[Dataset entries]
============================================================
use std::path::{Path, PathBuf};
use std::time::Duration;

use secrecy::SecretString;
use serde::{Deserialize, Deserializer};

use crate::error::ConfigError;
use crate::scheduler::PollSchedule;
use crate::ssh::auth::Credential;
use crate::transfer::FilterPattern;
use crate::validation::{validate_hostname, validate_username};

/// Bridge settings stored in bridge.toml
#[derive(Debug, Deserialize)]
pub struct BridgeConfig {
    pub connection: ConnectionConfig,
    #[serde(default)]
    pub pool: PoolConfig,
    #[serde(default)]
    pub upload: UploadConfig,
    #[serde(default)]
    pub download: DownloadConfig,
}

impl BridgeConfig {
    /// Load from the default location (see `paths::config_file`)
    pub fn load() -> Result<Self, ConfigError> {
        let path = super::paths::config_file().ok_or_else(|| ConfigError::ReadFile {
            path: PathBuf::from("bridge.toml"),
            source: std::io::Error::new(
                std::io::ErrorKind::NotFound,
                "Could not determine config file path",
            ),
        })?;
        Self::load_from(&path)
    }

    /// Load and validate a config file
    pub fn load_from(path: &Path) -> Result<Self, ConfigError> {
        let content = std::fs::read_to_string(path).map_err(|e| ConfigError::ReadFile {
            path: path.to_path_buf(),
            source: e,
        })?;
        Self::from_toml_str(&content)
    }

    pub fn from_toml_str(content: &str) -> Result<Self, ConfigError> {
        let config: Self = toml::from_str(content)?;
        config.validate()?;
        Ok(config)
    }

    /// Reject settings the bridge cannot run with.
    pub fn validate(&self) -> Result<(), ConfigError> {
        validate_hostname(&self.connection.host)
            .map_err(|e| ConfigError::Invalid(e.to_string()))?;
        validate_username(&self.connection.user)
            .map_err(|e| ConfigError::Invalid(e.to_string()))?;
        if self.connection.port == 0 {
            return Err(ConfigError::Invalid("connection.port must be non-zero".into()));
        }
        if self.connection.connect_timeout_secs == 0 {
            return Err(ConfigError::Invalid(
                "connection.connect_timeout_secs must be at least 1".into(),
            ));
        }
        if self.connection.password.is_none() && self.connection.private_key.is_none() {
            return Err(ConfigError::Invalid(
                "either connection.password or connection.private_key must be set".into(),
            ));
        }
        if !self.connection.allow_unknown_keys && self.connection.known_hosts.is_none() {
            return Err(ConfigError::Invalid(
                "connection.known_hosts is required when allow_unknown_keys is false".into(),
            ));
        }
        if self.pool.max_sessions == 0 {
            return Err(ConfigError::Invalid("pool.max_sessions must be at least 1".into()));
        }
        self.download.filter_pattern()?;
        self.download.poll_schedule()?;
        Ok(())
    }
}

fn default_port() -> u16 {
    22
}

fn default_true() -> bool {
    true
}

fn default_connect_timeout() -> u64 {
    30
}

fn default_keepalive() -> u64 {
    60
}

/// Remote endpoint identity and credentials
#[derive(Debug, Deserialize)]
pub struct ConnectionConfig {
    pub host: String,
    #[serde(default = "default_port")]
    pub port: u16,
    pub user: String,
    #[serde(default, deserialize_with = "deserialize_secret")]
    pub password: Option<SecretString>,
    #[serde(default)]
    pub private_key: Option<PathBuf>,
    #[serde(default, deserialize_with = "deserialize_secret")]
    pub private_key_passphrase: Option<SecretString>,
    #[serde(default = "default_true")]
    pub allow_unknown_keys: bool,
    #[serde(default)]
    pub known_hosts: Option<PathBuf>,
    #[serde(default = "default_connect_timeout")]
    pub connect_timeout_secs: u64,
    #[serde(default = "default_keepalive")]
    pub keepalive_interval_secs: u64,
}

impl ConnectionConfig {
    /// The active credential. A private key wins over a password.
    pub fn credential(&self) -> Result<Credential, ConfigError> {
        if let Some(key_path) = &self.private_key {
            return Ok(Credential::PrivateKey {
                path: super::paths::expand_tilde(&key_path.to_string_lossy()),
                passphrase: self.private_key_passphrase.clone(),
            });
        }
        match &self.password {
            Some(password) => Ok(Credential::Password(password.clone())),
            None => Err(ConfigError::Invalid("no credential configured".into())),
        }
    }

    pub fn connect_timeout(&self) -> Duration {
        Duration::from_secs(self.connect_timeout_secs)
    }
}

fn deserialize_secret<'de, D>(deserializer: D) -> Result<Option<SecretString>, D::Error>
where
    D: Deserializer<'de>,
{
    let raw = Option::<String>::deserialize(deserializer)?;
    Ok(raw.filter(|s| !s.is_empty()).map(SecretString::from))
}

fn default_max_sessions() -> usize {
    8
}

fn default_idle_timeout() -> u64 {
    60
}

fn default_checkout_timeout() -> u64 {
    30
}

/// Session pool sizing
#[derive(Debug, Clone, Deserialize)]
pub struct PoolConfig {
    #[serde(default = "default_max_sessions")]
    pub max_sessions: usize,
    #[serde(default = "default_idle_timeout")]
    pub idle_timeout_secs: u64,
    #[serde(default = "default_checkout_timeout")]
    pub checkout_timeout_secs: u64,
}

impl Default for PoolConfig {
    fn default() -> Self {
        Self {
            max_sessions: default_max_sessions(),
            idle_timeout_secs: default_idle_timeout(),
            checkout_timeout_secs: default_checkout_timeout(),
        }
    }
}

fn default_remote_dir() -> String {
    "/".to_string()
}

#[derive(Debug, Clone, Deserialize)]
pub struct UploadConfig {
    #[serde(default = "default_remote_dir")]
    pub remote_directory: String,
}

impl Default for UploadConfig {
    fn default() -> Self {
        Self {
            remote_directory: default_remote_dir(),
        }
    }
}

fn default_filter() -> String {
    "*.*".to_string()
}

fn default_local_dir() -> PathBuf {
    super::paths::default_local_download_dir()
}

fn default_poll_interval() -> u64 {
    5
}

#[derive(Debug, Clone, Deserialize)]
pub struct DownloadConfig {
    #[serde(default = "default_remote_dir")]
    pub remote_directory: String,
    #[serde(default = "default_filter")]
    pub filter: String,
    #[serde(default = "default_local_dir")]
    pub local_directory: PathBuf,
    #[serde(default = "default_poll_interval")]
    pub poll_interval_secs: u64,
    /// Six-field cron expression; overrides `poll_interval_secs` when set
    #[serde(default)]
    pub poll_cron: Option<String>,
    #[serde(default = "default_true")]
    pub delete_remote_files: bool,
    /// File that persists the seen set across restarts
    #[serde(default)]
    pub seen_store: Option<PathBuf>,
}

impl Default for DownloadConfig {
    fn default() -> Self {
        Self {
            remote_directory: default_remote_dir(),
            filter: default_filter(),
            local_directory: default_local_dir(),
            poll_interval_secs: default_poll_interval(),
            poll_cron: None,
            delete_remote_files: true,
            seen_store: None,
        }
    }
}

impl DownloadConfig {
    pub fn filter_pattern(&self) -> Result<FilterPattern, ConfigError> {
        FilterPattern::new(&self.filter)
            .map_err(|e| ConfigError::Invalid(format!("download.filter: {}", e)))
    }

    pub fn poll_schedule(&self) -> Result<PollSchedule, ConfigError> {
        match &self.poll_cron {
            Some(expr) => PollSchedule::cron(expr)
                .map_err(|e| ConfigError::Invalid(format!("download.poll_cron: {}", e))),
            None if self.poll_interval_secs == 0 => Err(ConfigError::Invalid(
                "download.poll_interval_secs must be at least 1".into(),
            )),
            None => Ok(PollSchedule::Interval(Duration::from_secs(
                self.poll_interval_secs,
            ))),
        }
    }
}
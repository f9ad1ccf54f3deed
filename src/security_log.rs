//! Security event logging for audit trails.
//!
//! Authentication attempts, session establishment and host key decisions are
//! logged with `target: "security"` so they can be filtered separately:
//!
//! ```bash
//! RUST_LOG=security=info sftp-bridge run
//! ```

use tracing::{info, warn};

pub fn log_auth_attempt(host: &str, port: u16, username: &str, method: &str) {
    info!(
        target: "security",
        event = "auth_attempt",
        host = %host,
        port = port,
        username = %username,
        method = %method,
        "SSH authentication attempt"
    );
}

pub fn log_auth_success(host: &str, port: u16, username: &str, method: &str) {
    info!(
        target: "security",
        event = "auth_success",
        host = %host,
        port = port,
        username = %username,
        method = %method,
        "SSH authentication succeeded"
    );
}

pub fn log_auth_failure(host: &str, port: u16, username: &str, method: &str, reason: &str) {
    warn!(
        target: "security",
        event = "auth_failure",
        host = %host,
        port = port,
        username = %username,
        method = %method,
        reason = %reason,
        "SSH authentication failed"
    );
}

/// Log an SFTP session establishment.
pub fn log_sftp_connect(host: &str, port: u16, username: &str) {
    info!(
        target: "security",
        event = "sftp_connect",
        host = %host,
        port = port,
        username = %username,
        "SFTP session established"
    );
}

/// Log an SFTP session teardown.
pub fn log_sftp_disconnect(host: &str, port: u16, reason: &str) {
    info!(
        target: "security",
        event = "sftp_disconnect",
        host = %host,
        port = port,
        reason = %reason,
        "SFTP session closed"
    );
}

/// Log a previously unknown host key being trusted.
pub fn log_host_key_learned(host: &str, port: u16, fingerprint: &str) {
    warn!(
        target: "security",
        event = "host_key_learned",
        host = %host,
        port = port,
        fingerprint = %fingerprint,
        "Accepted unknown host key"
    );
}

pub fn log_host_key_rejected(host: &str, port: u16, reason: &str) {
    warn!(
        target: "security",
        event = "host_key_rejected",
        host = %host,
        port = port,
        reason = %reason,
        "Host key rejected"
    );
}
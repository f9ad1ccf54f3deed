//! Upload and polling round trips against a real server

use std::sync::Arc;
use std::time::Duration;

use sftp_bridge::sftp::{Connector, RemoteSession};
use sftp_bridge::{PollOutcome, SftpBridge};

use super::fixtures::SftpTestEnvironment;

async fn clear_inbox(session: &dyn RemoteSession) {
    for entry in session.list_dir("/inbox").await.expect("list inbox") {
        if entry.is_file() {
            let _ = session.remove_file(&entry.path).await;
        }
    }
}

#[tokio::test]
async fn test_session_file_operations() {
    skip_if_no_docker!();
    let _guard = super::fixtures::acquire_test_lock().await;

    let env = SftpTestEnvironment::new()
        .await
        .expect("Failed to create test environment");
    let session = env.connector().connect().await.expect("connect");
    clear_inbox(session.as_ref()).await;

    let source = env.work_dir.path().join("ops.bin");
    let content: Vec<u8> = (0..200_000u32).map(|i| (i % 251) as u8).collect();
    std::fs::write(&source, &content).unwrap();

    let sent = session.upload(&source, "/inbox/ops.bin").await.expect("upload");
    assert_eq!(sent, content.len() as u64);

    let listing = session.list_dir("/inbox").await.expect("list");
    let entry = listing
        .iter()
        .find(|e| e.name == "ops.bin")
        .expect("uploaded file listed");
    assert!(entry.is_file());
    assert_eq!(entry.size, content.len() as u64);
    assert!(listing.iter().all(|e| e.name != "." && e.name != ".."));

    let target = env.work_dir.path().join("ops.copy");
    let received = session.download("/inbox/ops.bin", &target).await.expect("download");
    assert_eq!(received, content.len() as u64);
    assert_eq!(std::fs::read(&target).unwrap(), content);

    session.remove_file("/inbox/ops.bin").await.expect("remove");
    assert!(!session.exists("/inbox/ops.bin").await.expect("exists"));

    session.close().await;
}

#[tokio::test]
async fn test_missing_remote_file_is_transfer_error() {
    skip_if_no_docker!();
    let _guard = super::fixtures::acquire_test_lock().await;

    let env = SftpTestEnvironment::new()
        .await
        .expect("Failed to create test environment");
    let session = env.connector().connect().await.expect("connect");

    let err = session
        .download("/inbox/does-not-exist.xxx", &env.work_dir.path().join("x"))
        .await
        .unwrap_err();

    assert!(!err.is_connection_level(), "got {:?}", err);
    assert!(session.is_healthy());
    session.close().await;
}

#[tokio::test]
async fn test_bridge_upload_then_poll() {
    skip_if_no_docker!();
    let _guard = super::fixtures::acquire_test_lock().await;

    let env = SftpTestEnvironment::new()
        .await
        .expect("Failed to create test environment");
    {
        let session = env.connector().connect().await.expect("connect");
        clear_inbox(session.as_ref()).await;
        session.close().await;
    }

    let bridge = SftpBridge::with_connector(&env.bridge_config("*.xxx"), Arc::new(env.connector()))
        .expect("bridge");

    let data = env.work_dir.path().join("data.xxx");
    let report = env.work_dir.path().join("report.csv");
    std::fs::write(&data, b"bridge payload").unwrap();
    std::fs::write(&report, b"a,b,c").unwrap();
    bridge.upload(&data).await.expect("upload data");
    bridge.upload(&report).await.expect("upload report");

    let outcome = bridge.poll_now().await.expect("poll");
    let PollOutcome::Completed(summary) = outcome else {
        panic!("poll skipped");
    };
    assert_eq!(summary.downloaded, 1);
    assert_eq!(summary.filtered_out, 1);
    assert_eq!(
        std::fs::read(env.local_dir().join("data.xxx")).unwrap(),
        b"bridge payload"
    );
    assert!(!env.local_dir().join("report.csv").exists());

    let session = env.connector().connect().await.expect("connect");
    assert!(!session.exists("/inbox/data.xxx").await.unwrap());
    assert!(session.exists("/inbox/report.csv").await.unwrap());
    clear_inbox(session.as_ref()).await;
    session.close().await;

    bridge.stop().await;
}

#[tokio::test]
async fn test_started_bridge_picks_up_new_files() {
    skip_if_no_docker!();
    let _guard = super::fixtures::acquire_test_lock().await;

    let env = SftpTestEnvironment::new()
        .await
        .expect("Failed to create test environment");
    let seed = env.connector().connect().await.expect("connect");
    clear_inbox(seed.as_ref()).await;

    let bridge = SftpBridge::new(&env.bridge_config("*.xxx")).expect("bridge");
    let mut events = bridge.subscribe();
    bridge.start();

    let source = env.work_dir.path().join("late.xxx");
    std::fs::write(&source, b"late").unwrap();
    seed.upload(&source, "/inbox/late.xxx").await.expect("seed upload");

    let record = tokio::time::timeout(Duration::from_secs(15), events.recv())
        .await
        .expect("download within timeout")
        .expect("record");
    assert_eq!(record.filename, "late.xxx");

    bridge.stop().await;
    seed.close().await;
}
============================================================
• [Work item]: The first line of the entries above and every line after it, up to and including the line with "cannot run with.", should be set down exactly.

• [Response to the exercise]:
use std::path::{Path, PathBuf};
use std::time::Duration;

use secrecy::SecretString;
use serde::{Deserialize, Deserializer};

use crate::error::ConfigError;
use crate::scheduler::PollSchedule;
use crate::ssh::auth::Credential;
use crate::transfer::FilterPattern;
use crate::validation::{validate_hostname, validate_username};

/// Bridge settings stored in bridge.toml
#[derive(Debug, Deserialize)]
pub struct BridgeConfig {
    pub connection: ConnectionConfig,
    #[serde(default)]
    pub pool: PoolConfig,
    #[serde(default)]
    pub upload: UploadConfig,
    #[serde(default)]
    pub download: DownloadConfig,
}

impl BridgeConfig {
    /// Load from the default location (see `paths::config_file`)
    pub fn load() -> Result<Self, ConfigError> {
        let path = super::paths::config_file().ok_or_else(|| ConfigError::ReadFile {
            path: PathBuf::from("bridge.toml"),
            source: std::io::Error::new(
                std::io::ErrorKind::NotFound,
                "Could not determine config file path",
            ),
        })?;
        Self::load_from(&path)
    }

    /// Load and validate a config file
    pub fn load_from(path: &Path) -> Result<Self, ConfigError> {
        let content = std::fs::read_to_string(path).map_err(|e| ConfigError::ReadFile {
            path: path.to_path_buf(),
            source: e,
        })?;
        Self::from_toml_str(&content)
    }

    pub fn from_toml_str(content: &str) -> Result<Self, ConfigError> {
        let config: Self = toml::from_str(content)?;
        config.validate()?;
        Ok(config)
    }

    /// Reject settings the bridge cannot run with.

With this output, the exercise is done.